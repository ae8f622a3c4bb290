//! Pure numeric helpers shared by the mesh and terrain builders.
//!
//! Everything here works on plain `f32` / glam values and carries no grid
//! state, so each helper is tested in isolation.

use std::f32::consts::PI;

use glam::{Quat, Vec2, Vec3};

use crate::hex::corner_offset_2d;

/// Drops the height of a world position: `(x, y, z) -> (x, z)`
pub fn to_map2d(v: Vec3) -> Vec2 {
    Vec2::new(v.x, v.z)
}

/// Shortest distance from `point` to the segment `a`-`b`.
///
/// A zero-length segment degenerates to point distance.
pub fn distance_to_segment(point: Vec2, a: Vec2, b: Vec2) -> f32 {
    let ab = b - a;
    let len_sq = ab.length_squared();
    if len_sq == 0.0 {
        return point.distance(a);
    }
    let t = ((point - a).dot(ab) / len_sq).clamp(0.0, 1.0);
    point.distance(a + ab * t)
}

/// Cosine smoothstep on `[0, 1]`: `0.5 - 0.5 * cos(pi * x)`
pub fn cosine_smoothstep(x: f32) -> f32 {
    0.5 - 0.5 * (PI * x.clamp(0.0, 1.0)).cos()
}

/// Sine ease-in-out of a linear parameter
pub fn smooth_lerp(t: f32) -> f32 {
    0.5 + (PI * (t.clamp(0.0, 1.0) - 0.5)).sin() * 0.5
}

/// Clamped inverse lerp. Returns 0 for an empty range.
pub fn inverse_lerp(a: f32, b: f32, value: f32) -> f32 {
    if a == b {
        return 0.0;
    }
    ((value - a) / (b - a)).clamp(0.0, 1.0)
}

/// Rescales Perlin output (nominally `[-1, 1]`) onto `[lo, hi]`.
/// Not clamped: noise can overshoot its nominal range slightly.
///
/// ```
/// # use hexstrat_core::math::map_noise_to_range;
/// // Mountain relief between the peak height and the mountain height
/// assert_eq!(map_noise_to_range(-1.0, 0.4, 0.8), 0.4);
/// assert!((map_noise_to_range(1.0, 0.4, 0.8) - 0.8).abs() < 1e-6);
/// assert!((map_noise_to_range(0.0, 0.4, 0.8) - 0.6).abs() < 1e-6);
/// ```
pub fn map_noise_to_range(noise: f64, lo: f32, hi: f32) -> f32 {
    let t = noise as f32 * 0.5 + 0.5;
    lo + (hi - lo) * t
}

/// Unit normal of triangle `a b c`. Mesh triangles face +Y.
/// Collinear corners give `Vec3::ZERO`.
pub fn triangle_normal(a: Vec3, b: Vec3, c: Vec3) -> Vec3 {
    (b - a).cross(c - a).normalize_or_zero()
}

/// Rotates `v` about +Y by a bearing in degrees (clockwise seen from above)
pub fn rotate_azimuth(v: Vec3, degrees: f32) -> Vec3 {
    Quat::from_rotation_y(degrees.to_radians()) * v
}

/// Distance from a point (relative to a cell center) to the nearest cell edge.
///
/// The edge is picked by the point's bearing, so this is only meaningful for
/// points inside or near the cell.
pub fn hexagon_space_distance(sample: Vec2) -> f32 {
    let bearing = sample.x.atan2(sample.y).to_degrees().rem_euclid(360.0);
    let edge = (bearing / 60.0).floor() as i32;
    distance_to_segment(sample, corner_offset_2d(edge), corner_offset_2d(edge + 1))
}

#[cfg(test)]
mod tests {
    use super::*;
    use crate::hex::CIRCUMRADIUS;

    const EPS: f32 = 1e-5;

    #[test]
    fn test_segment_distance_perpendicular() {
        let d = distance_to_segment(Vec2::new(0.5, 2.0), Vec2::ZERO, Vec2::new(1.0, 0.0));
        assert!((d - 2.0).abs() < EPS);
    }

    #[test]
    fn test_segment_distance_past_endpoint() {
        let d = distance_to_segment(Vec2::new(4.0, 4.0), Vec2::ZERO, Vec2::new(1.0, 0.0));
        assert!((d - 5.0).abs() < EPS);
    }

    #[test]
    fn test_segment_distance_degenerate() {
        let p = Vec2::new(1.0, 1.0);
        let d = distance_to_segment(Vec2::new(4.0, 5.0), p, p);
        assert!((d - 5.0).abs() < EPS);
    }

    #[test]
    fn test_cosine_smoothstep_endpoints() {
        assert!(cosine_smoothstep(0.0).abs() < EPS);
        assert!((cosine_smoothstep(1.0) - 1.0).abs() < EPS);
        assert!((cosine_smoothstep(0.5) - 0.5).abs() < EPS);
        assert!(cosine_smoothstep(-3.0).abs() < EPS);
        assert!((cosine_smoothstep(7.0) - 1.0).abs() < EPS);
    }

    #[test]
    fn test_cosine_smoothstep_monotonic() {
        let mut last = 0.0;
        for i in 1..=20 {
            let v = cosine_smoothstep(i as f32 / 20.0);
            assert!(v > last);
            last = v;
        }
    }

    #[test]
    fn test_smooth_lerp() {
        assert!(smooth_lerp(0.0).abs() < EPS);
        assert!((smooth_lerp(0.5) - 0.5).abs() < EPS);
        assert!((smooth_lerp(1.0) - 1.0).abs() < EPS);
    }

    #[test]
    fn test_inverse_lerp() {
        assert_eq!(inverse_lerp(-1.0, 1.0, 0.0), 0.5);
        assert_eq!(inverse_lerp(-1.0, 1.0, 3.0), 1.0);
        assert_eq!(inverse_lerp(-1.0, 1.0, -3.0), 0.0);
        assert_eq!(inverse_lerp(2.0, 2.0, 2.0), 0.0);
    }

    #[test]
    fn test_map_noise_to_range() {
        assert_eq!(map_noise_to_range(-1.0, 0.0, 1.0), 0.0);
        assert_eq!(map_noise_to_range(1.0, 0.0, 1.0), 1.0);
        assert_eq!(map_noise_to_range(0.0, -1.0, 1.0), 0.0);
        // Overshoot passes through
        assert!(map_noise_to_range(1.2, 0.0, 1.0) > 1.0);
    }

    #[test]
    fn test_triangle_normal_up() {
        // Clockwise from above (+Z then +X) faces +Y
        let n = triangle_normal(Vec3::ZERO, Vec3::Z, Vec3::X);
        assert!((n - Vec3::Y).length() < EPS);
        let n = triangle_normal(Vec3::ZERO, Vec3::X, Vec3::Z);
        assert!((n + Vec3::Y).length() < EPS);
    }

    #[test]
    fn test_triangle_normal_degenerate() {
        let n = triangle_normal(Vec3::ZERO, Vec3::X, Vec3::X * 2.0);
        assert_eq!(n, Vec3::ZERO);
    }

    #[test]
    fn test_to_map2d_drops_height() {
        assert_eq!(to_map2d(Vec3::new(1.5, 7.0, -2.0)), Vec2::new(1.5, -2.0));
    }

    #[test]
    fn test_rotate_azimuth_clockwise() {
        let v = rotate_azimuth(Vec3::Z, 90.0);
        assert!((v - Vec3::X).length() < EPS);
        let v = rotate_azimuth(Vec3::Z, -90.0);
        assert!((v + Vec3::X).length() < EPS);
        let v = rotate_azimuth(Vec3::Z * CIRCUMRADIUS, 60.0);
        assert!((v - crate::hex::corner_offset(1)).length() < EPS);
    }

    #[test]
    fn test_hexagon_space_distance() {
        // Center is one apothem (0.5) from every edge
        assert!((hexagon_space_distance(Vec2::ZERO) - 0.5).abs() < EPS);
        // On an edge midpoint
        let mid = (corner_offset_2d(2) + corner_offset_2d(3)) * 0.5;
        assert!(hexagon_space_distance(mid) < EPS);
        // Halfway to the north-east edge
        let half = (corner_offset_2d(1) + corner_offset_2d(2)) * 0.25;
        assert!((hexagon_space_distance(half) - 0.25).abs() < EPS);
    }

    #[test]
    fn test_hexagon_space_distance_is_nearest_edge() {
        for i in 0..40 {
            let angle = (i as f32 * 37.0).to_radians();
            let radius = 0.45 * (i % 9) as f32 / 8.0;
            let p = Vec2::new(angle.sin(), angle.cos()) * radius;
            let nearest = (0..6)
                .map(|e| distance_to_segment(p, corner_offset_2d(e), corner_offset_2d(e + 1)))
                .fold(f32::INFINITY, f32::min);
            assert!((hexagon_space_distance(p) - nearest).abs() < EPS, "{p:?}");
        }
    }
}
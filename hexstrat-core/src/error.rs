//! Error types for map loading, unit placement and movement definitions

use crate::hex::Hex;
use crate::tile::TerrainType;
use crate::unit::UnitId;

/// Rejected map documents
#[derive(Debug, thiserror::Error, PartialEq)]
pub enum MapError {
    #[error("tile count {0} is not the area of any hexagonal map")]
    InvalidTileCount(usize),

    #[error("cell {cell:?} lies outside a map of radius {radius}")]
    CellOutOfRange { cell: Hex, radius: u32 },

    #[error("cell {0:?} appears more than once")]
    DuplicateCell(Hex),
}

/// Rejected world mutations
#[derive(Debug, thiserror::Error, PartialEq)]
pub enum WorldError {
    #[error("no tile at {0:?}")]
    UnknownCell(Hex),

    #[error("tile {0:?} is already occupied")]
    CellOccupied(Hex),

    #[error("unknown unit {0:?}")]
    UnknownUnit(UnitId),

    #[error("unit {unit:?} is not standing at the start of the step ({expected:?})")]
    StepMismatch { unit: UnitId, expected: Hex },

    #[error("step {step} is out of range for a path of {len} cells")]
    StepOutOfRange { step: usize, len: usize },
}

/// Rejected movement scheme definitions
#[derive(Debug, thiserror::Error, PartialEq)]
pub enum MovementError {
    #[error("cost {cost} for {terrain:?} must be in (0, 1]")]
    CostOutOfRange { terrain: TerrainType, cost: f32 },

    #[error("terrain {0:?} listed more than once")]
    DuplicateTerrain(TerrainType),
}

§

Exercise requirements:
Copy out each line of the listing that holds the word "more".

Response area:
    #[error("cell {0:?} appears more than once")]
    #[error("terrain {0:?} listed more than once")]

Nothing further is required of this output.